6 Muchas de estas marcas que nombré por momentos se solapan, siendo en realidad distintas facetas, heterónimos casi, de la extranjería constitutiva del psicoanálisis. La Extranjería, entonces, es la última de mis propuestas.
Estas marcas del psicoanálisis, en las que quizás muchos nos reconozcamos, emparentan al psicoanálisis más con el arte que con la ciencia. El arte es extraterritorial y también marginal como disciplina, y ni hablar los artistas mismos, marginales por definición. Si algo define a un artista es su estilo, su singularidad. Y nada acompaña más su experiencia que el fracaso, al punto que los artistas supuestamente exitosos, si son tales, estarán cerca de Cattelan si quieren evitar el riesgo de convertirse en banales personajes incapaces de decir algo verdadero. El arte profana toda jurisdicción, incluso la científica, y allí el saber docto no tiene el menor lugar. Y por supuesto, hace del artista un eterno extranjero que habla un lenguaje extraño, al punto que a menudo no se entiende sin traducción.

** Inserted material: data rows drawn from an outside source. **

//! Background poll timer driving unconditional board reconciliation.

use std::sync::Arc;
use std::sync::atomic::{AtomicBool, Ordering};
use std::time::Duration;

use tokio::sync::mpsc::UnboundedSender;
use tokio::task::JoinHandle;
use tracing::debug;

/// Spawn the poll timer. Each cycle sends one tick; the receiving side
/// funnels ticks through the reconciliation gate, so a slow reload never
/// stacks up overlapping refreshes.
pub fn spawn_board_poller(
    stop: Arc<AtomicBool>,
    poll_interval_ms: u64,
    ticks: UnboundedSender<()>,
) -> JoinHandle<()> {
    tokio::spawn(async move {
        debug!(poll_interval_ms, "board poller started");
        while !stop.load(Ordering::Relaxed) {
            interruptible_sleep(Duration::from_millis(poll_interval_ms), &stop).await;
            if stop.load(Ordering::Relaxed) {
                break;
            }

            if ticks.send(()).is_err() {
                debug!("poll tick receiver dropped; stopping board poller");
                return;
            }
            debug!(poll_interval_ms, "board poll tick");
        }
        debug!("board poller stopped");
    })
}

/// Sleep that can be interrupted by stop signal
async fn interruptible_sleep(duration: Duration, stop: &AtomicBool) {
    let chunk = Duration::from_millis(100);
    let mut remaining = duration;
    while remaining > Duration::ZERO && !stop.load(Ordering::Relaxed) {
        let sleep_duration = remaining.min(chunk);
        tokio::time::sleep(sleep_duration).await;
        remaining = remaining.saturating_sub(sleep_duration);
    }
}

A veces olvidamos que el psicoanálisis surgió como una disciplina extranjera y en ese lugar es donde (re) encuentra tanto su legitimidad como su eficacia y potencial heurístico. El analista ocupa el lugar del Extranjero, que es -como recordaba Derrida- quien trae las preguntas. En tanto analistas, replicamos lo que Gilbert & George, una pareja de artistas contemporáneos, confiesan hacer con su trabajo: aportar incomodidad y extrañeza al tejido normal del mundo.